*Exercise data*:
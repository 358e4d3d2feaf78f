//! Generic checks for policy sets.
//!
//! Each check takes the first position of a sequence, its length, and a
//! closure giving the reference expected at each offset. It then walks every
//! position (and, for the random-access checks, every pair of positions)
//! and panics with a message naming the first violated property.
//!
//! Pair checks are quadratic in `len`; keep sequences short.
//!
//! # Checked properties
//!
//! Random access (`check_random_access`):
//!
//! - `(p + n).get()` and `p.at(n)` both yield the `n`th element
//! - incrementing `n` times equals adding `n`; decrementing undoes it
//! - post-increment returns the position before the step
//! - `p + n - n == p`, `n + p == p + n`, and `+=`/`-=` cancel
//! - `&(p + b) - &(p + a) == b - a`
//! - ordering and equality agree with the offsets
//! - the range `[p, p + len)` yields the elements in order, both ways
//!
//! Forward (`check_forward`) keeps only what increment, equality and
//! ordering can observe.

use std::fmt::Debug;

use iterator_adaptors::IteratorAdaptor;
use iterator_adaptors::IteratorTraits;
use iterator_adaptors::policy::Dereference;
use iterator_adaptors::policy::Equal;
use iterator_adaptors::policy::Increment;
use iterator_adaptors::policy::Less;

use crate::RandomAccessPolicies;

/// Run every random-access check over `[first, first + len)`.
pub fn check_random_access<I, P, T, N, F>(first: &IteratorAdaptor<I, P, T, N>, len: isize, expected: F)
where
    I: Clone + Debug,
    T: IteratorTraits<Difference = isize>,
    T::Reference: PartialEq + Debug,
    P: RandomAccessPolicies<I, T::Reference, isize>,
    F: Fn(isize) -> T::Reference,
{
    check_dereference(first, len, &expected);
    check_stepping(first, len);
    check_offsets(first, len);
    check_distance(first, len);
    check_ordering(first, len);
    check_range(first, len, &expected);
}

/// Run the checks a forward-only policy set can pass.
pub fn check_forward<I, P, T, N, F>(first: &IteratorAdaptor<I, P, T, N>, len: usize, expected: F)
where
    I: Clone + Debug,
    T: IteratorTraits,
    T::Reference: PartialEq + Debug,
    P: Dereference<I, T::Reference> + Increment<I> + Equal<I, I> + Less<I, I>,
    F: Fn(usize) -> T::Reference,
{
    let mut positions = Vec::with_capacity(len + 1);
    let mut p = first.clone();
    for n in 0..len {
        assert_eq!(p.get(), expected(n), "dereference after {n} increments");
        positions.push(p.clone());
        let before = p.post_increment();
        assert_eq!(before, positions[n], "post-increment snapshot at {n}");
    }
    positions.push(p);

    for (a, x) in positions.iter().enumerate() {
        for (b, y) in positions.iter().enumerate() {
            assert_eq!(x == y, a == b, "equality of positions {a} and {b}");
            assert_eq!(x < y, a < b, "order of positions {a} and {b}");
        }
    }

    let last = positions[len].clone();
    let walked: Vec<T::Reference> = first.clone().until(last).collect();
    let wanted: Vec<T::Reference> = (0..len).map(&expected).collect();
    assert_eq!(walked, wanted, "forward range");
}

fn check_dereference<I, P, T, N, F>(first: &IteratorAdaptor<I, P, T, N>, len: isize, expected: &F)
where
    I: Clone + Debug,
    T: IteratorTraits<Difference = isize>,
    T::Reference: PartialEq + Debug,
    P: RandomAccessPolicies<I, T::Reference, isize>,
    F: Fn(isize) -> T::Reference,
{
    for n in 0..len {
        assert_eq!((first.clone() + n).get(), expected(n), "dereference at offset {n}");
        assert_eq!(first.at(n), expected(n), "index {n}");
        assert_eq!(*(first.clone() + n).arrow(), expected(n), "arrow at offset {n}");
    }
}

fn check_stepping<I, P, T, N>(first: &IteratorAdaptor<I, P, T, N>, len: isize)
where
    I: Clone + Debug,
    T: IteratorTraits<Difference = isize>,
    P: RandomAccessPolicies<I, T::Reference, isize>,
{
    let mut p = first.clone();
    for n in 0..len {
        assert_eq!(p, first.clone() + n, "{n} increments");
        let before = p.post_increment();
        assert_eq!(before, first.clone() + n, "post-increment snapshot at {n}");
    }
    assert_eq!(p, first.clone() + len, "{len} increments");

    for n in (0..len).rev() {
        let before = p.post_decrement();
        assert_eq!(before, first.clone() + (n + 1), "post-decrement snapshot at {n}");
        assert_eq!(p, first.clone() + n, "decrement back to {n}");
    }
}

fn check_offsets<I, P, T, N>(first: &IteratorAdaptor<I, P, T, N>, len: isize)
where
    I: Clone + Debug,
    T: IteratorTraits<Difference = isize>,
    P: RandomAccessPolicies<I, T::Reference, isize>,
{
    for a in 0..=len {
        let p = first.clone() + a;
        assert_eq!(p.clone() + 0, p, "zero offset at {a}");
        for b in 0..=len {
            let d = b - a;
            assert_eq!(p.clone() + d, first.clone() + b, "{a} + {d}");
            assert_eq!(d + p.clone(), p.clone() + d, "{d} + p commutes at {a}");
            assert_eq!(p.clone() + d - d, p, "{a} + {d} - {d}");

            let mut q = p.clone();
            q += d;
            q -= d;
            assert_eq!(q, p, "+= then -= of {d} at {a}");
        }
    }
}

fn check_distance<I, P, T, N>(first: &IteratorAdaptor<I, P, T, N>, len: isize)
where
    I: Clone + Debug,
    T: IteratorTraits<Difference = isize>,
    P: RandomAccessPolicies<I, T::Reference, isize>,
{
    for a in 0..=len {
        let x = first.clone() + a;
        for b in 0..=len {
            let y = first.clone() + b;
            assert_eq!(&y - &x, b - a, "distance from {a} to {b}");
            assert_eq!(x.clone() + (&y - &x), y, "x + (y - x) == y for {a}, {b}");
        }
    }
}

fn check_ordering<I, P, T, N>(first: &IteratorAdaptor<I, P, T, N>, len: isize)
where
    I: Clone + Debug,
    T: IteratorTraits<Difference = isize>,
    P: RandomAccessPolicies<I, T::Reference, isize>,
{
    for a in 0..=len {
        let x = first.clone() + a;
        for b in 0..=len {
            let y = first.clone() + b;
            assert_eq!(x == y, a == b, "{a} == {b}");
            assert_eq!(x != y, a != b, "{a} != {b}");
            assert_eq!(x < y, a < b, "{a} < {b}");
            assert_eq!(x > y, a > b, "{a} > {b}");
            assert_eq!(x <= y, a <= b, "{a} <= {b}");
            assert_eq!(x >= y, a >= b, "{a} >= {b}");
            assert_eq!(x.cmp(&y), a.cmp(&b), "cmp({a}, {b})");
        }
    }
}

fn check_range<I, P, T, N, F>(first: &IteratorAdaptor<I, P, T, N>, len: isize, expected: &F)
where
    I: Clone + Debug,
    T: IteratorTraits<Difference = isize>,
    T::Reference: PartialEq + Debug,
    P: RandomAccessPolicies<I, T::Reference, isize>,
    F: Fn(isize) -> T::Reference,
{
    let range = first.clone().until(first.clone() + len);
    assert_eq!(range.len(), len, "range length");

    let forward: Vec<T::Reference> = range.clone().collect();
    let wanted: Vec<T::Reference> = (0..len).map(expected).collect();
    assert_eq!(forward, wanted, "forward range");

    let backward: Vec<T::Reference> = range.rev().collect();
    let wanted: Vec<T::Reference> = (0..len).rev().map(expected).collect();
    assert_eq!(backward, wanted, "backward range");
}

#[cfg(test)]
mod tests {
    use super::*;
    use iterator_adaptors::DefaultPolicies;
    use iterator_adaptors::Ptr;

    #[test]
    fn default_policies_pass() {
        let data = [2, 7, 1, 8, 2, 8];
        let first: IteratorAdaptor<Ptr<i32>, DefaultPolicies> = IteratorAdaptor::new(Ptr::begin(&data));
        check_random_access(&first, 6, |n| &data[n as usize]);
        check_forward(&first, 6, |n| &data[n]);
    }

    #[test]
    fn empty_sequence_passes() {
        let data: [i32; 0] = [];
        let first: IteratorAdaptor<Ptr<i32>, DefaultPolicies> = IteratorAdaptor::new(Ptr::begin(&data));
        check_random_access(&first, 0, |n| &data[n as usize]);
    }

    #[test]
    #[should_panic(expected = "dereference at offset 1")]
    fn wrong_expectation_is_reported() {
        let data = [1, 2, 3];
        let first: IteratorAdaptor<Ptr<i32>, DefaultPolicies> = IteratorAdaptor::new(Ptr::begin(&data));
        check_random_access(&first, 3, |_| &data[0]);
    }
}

...

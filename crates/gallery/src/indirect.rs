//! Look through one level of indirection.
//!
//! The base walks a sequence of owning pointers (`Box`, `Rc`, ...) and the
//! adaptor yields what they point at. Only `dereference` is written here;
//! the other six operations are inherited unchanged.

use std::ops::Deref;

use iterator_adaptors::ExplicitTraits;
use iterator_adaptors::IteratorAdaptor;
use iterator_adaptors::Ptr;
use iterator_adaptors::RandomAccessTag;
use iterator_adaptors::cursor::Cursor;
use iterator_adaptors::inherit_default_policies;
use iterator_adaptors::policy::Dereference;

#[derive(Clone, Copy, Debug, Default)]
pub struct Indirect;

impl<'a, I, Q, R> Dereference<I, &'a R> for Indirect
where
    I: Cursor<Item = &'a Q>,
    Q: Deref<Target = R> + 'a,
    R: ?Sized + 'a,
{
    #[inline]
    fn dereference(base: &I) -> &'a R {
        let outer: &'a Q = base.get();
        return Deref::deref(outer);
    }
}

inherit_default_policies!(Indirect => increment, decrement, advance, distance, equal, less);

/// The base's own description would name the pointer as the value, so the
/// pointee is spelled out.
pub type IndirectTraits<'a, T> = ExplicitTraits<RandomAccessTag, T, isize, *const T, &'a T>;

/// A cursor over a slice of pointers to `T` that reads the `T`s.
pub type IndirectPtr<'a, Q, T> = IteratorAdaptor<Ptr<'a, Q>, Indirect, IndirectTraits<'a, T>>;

==

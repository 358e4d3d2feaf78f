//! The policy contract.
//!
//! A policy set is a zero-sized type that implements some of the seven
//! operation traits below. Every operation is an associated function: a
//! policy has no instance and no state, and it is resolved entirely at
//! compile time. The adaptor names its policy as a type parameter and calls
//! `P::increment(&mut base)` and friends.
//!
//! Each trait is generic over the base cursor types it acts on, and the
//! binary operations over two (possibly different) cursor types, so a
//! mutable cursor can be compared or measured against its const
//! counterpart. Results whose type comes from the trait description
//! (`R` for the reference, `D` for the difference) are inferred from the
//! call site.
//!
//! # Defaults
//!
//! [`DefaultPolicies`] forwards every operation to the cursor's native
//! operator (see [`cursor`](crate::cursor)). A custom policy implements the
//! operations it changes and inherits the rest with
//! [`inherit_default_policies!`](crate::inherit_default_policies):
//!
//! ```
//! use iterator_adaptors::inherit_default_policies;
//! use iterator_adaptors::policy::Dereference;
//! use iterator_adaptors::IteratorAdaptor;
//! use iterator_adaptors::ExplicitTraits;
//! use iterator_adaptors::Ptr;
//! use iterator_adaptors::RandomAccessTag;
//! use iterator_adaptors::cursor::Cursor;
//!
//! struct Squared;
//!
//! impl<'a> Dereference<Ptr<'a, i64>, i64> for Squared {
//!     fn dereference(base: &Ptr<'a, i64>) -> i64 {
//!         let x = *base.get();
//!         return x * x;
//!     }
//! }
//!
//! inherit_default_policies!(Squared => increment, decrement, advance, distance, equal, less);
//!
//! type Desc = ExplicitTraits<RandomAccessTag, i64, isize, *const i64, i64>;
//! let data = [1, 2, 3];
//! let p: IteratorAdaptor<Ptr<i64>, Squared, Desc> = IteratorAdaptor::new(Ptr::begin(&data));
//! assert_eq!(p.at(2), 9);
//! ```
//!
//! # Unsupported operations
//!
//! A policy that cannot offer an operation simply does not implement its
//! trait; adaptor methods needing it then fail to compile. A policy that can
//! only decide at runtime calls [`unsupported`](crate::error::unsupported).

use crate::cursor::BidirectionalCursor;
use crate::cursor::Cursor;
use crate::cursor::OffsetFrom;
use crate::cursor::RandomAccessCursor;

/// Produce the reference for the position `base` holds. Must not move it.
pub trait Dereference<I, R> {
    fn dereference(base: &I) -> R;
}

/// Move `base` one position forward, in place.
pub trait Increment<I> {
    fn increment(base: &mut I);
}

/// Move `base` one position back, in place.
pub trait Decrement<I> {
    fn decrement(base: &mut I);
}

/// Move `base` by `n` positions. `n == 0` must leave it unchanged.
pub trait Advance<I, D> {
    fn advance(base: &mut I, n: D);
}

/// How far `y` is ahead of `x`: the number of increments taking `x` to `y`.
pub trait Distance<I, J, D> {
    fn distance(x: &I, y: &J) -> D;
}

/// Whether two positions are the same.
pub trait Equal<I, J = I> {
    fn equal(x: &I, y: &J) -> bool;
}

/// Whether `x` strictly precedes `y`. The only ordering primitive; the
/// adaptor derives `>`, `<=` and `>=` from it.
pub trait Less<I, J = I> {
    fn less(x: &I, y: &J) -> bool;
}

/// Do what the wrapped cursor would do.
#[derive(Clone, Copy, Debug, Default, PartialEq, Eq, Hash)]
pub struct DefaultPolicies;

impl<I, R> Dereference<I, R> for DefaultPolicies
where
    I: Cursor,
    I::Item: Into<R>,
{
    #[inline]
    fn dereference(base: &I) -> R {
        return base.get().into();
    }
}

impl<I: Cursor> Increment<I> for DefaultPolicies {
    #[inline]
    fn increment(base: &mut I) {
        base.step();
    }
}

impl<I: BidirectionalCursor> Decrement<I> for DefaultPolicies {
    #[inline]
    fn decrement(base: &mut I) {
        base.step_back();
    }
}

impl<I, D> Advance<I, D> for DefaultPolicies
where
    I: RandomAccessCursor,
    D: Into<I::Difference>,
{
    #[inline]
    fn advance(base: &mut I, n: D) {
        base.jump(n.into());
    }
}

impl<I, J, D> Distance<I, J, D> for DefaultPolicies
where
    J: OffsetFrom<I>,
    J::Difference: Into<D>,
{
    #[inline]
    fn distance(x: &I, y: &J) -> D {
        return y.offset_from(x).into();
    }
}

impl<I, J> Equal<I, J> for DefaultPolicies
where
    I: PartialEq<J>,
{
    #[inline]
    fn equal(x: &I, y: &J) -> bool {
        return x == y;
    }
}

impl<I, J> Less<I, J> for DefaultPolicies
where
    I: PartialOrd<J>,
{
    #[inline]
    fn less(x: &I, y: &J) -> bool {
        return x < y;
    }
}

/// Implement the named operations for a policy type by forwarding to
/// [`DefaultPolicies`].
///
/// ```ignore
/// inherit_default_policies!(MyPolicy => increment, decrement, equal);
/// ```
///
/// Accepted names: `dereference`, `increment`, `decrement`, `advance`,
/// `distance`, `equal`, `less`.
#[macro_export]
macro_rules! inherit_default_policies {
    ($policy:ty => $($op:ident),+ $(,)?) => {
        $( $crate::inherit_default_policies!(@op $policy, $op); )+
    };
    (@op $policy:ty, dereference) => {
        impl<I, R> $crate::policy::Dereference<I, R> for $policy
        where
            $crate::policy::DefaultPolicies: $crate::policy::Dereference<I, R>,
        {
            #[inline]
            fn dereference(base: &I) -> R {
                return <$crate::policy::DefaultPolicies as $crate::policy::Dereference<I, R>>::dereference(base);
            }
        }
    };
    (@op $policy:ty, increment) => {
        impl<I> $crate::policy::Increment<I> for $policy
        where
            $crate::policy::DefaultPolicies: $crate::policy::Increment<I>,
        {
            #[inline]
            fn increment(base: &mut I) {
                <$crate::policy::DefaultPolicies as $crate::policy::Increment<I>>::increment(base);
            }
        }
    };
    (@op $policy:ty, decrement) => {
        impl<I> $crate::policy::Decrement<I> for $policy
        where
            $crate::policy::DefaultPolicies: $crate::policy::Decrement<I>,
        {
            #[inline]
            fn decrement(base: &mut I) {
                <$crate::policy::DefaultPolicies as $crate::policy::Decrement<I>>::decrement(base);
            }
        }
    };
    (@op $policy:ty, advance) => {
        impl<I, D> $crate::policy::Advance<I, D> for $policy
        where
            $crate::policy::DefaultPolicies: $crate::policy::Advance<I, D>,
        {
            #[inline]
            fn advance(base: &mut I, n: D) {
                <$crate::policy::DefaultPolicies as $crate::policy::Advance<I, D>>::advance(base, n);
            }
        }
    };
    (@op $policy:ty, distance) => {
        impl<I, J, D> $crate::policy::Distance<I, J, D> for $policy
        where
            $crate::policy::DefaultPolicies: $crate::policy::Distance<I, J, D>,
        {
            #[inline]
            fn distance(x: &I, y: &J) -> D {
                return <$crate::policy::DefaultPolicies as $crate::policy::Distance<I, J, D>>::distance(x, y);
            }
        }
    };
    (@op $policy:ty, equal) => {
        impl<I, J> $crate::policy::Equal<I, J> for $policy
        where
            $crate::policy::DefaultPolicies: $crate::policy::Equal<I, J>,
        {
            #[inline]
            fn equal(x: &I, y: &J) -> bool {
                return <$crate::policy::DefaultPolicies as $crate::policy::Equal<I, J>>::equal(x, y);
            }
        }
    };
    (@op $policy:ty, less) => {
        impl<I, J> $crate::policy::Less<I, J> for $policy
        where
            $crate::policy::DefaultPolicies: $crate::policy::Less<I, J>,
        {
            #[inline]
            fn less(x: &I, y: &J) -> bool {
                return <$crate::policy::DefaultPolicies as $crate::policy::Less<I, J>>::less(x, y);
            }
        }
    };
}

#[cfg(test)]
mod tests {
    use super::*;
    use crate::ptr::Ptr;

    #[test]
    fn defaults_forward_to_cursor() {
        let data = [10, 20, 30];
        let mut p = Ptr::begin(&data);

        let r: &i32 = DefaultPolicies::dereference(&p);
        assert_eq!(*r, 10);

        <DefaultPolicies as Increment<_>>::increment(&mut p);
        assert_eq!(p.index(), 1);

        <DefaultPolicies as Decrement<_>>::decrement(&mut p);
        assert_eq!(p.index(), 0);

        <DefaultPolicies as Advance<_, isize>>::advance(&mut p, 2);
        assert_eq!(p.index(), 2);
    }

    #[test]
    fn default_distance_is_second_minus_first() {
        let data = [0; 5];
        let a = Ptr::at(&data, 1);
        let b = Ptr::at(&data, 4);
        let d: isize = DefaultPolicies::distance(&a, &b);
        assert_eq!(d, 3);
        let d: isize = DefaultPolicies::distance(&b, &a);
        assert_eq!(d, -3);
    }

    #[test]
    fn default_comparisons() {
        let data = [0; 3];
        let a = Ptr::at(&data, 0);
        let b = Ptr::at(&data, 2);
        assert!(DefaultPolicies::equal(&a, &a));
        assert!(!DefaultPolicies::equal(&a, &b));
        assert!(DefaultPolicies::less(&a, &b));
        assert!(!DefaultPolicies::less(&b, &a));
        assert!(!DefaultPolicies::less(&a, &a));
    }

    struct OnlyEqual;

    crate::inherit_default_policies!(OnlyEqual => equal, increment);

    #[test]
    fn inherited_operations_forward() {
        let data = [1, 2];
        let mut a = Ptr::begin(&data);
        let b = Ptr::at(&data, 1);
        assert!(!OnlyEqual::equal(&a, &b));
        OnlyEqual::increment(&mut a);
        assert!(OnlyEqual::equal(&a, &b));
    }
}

*Work task*: In the material above, find every line with the word "enumerate" and show it.

*Exercise output*:
    for (a, x) in positions.iter().enumerate() {
        for (b, y) in positions.iter().enumerate() {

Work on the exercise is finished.